Life

This Is How Social Media Impacts Your Weight

by Pamela J. Hobart

Anything that takes up as much of our time as social media has bound to have some effects on us, but it's not always totally clear what those effects are. You could be forgiven for thinking that social media is causing all sorts of social ills, from depression, anxiety, and sexual promiscuity to suicide. A recent piece from the DailyMail made it sound like Facebook and Instagram cause anorexia and other eating disorders. But a more recent piece, from the same outlet, features a young woman who used Instagram to healthfully lose excess weight with the encouragement of friends. Well, which one is it? Does social media cause eating disorders, or can social media actually help you with eating disorders and weight problems you might have?

Although more research is, as usual, required, we can connect up the insights from past studies about social media to begin to understand its likely impact on weight. If browsing Facebook and Instagram for pictures of apparently perfect-looking people doing cool things is giving you a fear of missing out (FOMO) or a fear of going out (FOGO), then that kind of social media usage is likely only to make you anxious and stir up your eating disorder. If you've struggled with undereating, you might continue trying to lose too much weight, thinking that if you were skinnier then you'd be having more fun. Or, if you've struggled with overeating, you might binge and purge to ease the loneliness.

But, more and more, people are reporting having found constructive uses for social media, including in their journeys with personal problems like (healthy) weight loss and fighting anxiety and depression. Remember the golden rule of social media usage: active participation makes social media time healthy, and lurking makes it unhealthy. Of course, use some judgment here – active participation in some kinds of "thinspiration" fora will do more harm than good, if health is really your goal. But this scientific finding is totally in line with common sense. Social media should be, well, social, because people with quality social ties are the happiest ones.

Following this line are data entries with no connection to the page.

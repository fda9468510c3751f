//! Per-cell data layers.
//!
//! A `Layer<T>` is a fixed-size row-major buffer holding one `T` per grid
//! cell. Integer layers may carry a `LookupTable<TileKind>`, in which case
//! the stored values are record indices rather than raw numbers.
//!
//! Lookup layers always index `TileKind` records. `LookupTable` itself is
//! generic over any `Record`, but a layer that resolves cells through some
//! other record type needs its own wrapper around `Layer<T>`.
//!
//! A grid keeps layers of different element types side by side, so they are
//! stored type-erased as `AnyLayer` and recovered with `LayerElement`.

use crate::error::{Result, SimError};
use crate::lookup::LookupTable;
use crate::tiles::{TileKind, TileOverride};
use serde::{Deserialize, Serialize};
use std::collections::HashMap;
use std::fmt::Debug;

/// Element type of a layer.
#[derive(Debug, Clone, Copy, PartialEq, Eq, Serialize, Deserialize)]
pub enum LayerKind {
    F32,
    U8,
    U16,
    I16,
}

/// Scalar type that can back a layer.
pub trait LayerElement: Copy + Default + PartialEq + Debug + Send + Sync + 'static {
    const KIND: LayerKind;

    /// Interpret the value as a lookup-table index.
    fn to_index(self) -> Option<usize>;
    /// Convert a lookup-table index back to a value, if it fits.
    fn from_index(index: usize) -> Option<Self>;
    fn from_f64(value: f64) -> Self;
    fn to_f64(self) -> f64;

    fn wrap(layer: Layer<Self>) -> AnyLayer;
    fn downcast_ref(layer: &AnyLayer) -> Option<&Layer<Self>>;
    fn downcast_mut(layer: &mut AnyLayer) -> Option<&mut Layer<Self>>;
}

macro_rules! layer_element {
    ($ty:ty, $kind:ident) => {
        impl LayerElement for $ty {
            const KIND: LayerKind = LayerKind::$kind;

            #[inline]
            fn to_index(self) -> Option<usize> {
                usize::try_from(self).ok()
            }

            #[inline]
            fn from_index(index: usize) -> Option<Self> {
                <$ty>::try_from(index).ok()
            }

            #[inline]
            fn from_f64(value: f64) -> Self {
                value as $ty
            }

            #[inline]
            fn to_f64(self) -> f64 {
                self as f64
            }

            fn wrap(layer: Layer<Self>) -> AnyLayer {
                AnyLayer::$kind(layer)
            }

            fn downcast_ref(layer: &AnyLayer) -> Option<&Layer<Self>> {
                match layer {
                    AnyLayer::$kind(l) => Some(l),
                    _ => None,
                }
            }

            fn downcast_mut(layer: &mut AnyLayer) -> Option<&mut Layer<Self>> {
                match layer {
                    AnyLayer::$kind(l) => Some(l),
                    _ => None,
                }
            }
        }
    };
}

layer_element!(u8, U8);
layer_element!(u16, U16);
layer_element!(i16, I16);

impl LayerElement for f32 {
    const KIND: LayerKind = LayerKind::F32;

    #[inline]
    fn to_index(self) -> Option<usize> {
        (self >= 0.0 && self.fract() == 0.0).then_some(self as usize)
    }

    #[inline]
    fn from_index(index: usize) -> Option<Self> {
        Some(index as f32)
    }

    #[inline]
    fn from_f64(value: f64) -> Self {
        value as f32
    }

    #[inline]
    fn to_f64(self) -> f64 {
        self as f64
    }

    fn wrap(layer: Layer<Self>) -> AnyLayer {
        AnyLayer::F32(layer)
    }

    fn downcast_ref(layer: &AnyLayer) -> Option<&Layer<Self>> {
        match layer {
            AnyLayer::F32(l) => Some(l),
            _ => None,
        }
    }

    fn downcast_mut(layer: &mut AnyLayer) -> Option<&mut Layer<Self>> {
        match layer {
            AnyLayer::F32(l) => Some(l),
            _ => None,
        }
    }
}

// ============================================================================
// Layer<T>
// ============================================================================

/// Fixed-size typed buffer with one value per cell.
#[derive(Debug, Clone)]
pub struct Layer<T: LayerElement> {
    name: String,
    width: usize,
    height: usize,
    data: Vec<T>,
    table: Option<LookupTable<TileKind>>,
}

impl<T: LayerElement> Layer<T> {
    pub fn new(name: impl Into<String>, width: usize, height: usize) -> Self {
        Self {
            name: name.into(),
            width,
            height,
            data: vec![T::default(); width * height],
            table: None,
        }
    }

    pub fn with_lookup(mut self, table: LookupTable<TileKind>) -> Self {
        self.table = Some(table);
        self
    }

    pub fn name(&self) -> &str {
        &self.name
    }

    pub fn width(&self) -> usize {
        self.width
    }

    pub fn height(&self) -> usize {
        self.height
    }

    pub fn len(&self) -> usize {
        self.data.len()
    }

    pub fn is_empty(&self) -> bool {
        self.data.is_empty()
    }

    #[inline]
    fn index_of(&self, x: i32, y: i32) -> Option<usize> {
        if x >= 0 && (x as usize) < self.width && y >= 0 && (y as usize) < self.height {
            Some(y as usize * self.width + x as usize)
        } else {
            None
        }
    }

    /// Direct access to the value array.
    pub fn as_slice(&self) -> &[T] {
        &self.data
    }

    pub fn as_mut_slice(&mut self) -> &mut [T] {
        &mut self.data
    }

    pub fn table(&self) -> Option<&LookupTable<TileKind>> {
        self.table.as_ref()
    }

    pub fn table_mut(&mut self) -> Option<&mut LookupTable<TileKind>> {
        self.table.as_mut()
    }

    pub fn get(&self, x: i32, y: i32) -> Option<T> {
        self.index_of(x, y).map(|i| self.data[i])
    }

    pub fn get_index(&self, i: usize) -> Option<T> {
        self.data.get(i).copied()
    }

    /// Returns false when the coordinate is outside the layer.
    pub fn set(&mut self, x: i32, y: i32, value: T) -> bool {
        match self.index_of(x, y) {
            Some(i) => {
                self.data[i] = value;
                true
            }
            None => false,
        }
    }

    pub fn set_index(&mut self, i: usize, value: T) -> bool {
        match self.data.get_mut(i) {
            Some(slot) => {
                *slot = value;
                true
            }
            None => false,
        }
    }

    pub fn fill(&mut self, value: T) {
        self.data.fill(value);
    }

    /// Record stored at the given coordinate.
    pub fn lookup(&self, x: i32, y: i32) -> Option<&TileKind> {
        self.index_of(x, y).and_then(|i| self.lookup_index(i))
    }

    pub fn lookup_index(&self, i: usize) -> Option<&TileKind> {
        let table = self.table.as_ref()?;
        let value = self.data.get(i)?;
        table.get(value.to_index()?)
    }

    /// Replace the cell's record with a derived variant carrying `overrides`.
    pub fn mutate(&mut self, x: i32, y: i32, overrides: &[TileOverride]) -> bool {
        match self.index_of(x, y) {
            Some(i) => self.mutate_index(i, overrides),
            None => false,
        }
    }

    pub fn mutate_index(&mut self, i: usize, overrides: &[TileOverride]) -> bool {
        let (Some(table), Some(value)) = (self.table.as_mut(), self.data.get(i).copied()) else {
            return false;
        };
        let Some(base) = value.to_index() else {
            return false;
        };
        let derived = table.get_derived(base, overrides);
        match T::from_index(derived) {
            Some(v) => {
                self.data[i] = v;
                true
            }
            None => {
                tracing::warn!(
                    layer = %self.name,
                    derived,
                    "derived record index does not fit layer type"
                );
                false
            }
        }
    }
}

// ============================================================================
// Type-erased layers
// ============================================================================

/// Layer of any supported element type.
#[derive(Debug, Clone)]
pub enum AnyLayer {
    F32(Layer<f32>),
    U8(Layer<u8>),
    U16(Layer<u16>),
    I16(Layer<i16>),
}

macro_rules! each_layer {
    ($self:expr, $l:ident => $body:expr) => {
        match $self {
            AnyLayer::F32($l) => $body,
            AnyLayer::U8($l) => $body,
            AnyLayer::U16($l) => $body,
            AnyLayer::I16($l) => $body,
        }
    };
}

impl AnyLayer {
    /// Build a `width`×`height` layer from its declaration.
    pub fn from_spec(name: &str, width: usize, height: usize, spec: LayerSpec) -> Result<Self> {
        fn build<T: LayerElement>(
            name: &str,
            width: usize,
            height: usize,
            spec: LayerSpec,
        ) -> Result<AnyLayer> {
            let mut layer = Layer::<T>::new(name, width, height);
            let default = match spec.default {
                DefaultValue::Value(v) => T::from_f64(v),
                DefaultValue::Record(record) => {
                    let index = spec
                        .lookup
                        .as_ref()
                        .and_then(|t| t.index_for_name(&record))
                        .ok_or_else(|| SimError::UnknownRecord(record.clone()))?;
                    T::from_index(index).ok_or(SimError::UnknownRecord(record))?
                }
            };
            layer.fill(default);
            if let Some(table) = spec.lookup {
                layer = layer.with_lookup(table);
            }
            Ok(T::wrap(layer))
        }

        match spec.kind {
            LayerKind::F32 => build::<f32>(name, width, height, spec),
            LayerKind::U8 => build::<u8>(name, width, height, spec),
            LayerKind::U16 => build::<u16>(name, width, height, spec),
            LayerKind::I16 => build::<i16>(name, width, height, spec),
        }
    }

    pub fn kind(&self) -> LayerKind {
        match self {
            AnyLayer::F32(_) => LayerKind::F32,
            AnyLayer::U8(_) => LayerKind::U8,
            AnyLayer::U16(_) => LayerKind::U16,
            AnyLayer::I16(_) => LayerKind::I16,
        }
    }

    pub fn name(&self) -> &str {
        each_layer!(self, l => l.name())
    }

    pub fn len(&self) -> usize {
        each_layer!(self, l => l.len())
    }

    pub fn is_empty(&self) -> bool {
        self.len() == 0
    }

    /// Value at a linear index, widened to f64.
    pub fn value_at(&self, i: usize) -> Option<f64> {
        each_layer!(self, l => l.get_index(i).map(LayerElement::to_f64))
    }

    pub fn lookup_index(&self, i: usize) -> Option<&TileKind> {
        each_layer!(self, l => l.lookup_index(i))
    }

    pub fn table(&self) -> Option<&LookupTable<TileKind>> {
        each_layer!(self, l => l.table())
    }
}

/// Initial value for a declared layer.
#[derive(Debug, Clone, PartialEq)]
pub enum DefaultValue {
    Value(f64),
    /// Name of a record in the layer's lookup table.
    Record(String),
}

/// Declaration of a layer: element type, default and optional lookup.
#[derive(Debug, Clone)]
pub struct LayerSpec {
    pub kind: LayerKind,
    pub default: DefaultValue,
    pub lookup: Option<LookupTable<TileKind>>,
}

impl LayerSpec {
    pub fn new(kind: LayerKind) -> Self {
        Self {
            kind,
            default: DefaultValue::Value(0.0),
            lookup: None,
        }
    }

    pub fn default_value(mut self, value: f64) -> Self {
        self.default = DefaultValue::Value(value);
        self
    }

    pub fn default_record(mut self, name: impl Into<String>) -> Self {
        self.default = DefaultValue::Record(name.into());
        self
    }

    pub fn lookup(mut self, table: LookupTable<TileKind>) -> Self {
        self.lookup = Some(table);
        self
    }
}

/// Named layers of one grid.
pub type LayerSet = HashMap<String, AnyLayer>;

#[cfg(test)]
mod tests {
    use super::*;

    fn tile_spec() -> LayerSpec {
        let table = TileKind::table().with_table([
            ("grass", TileKind::new(true)),
            ("water", TileKind::new(false)),
        ]);
        LayerSpec::new(LayerKind::U8).default_record("grass").lookup(table)
    }

    #[test]
    fn test_get_set_bounds() {
        let mut layer = Layer::<f32>::new("height", 4, 4);
        assert!(layer.set(1, 2, 3.5));
        assert_eq!(layer.get(1, 2), Some(3.5));
        assert_eq!(layer.get_index(2 * 4 + 1), Some(3.5));
        assert!(!layer.set(4, 0, 1.0));
        assert!(!layer.set(-1, 0, 1.0));
        assert_eq!(layer.get(0, 4), None);
        assert_eq!(layer.len(), 16);
    }

    #[test]
    fn test_default_record_resolves() {
        let any = AnyLayer::from_spec("tile", 3, 3, tile_spec()).unwrap();
        assert_eq!(any.kind(), LayerKind::U8);
        let tiles = u8::downcast_ref(&any).unwrap();
        assert!(tiles.as_slice().iter().all(|&v| v == 0));
        assert_eq!(tiles.lookup(1, 1).unwrap().name, "grass");
    }

    #[test]
    fn test_unknown_default_record_errors() {
        let spec = tile_spec().default_record("lava");
        let err = AnyLayer::from_spec("tile", 3, 3, spec).unwrap_err();
        assert!(matches!(err, SimError::UnknownRecord(name) if name == "lava"));
    }

    #[test]
    fn test_mutate_derives_record() {
        let any = AnyLayer::from_spec("tile", 3, 3, tile_spec()).unwrap();
        let AnyLayer::U8(mut tiles) = any else {
            panic!("expected a u8 layer");
        };
        assert!(tiles.mutate(2, 0, &[TileOverride::Walkable(false)]));
        let tile = tiles.lookup(2, 0).unwrap();
        assert!(!tile.walkable);
        assert_eq!(tile.name, "grass-d0");

        // Same override on another cell reuses the derived record.
        assert!(tiles.mutate_index(4, &[TileOverride::Walkable(false)]));
        assert_eq!(tiles.get_index(4), tiles.get(2, 0));
        assert!(!tiles.mutate(9, 9, &[TileOverride::Walkable(false)]));
    }

    #[test]
    fn test_numeric_default_and_downcast() {
        let spec = LayerSpec::new(LayerKind::F32).default_value(0.5);
        let mut any = AnyLayer::from_spec("malleability", 2, 2, spec).unwrap();
        assert_eq!(any.value_at(3), Some(0.5));
        assert!(u8::downcast_ref(&any).is_none());
        f32::downcast_mut(&mut any).unwrap().set(0, 0, 1.0);
        assert_eq!(any.value_at(0), Some(1.0));
        assert!(any.lookup_index(0).is_none());
    }
}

This point of view actually matches the two DailyMail stories well. The woman who became anorexic from Instagram reports having spent hours scrolling through selfies of other thin women and literally had the goal of becoming like them in mind as she lost weight. Compare this to woman who used Instagram to track her progress and find other healthy people trying to lose genuinely excessive weight. She ate three square meals a day and also used YouTube to find workout ideas. She used social media to help her break her emotional eating habits, and no longer eats out of boredom. This is the way to find health online – not by lurking.

People who are lonely and anxious are more likely to use social media in the first place, but with a little caution you can turn the internet into a tool for health instead of an enemy of it. Just don't get sucked into a weight loss product pyramid scheme via an online "support group" – or you'll end up trading your weight problems for financial ones, oops.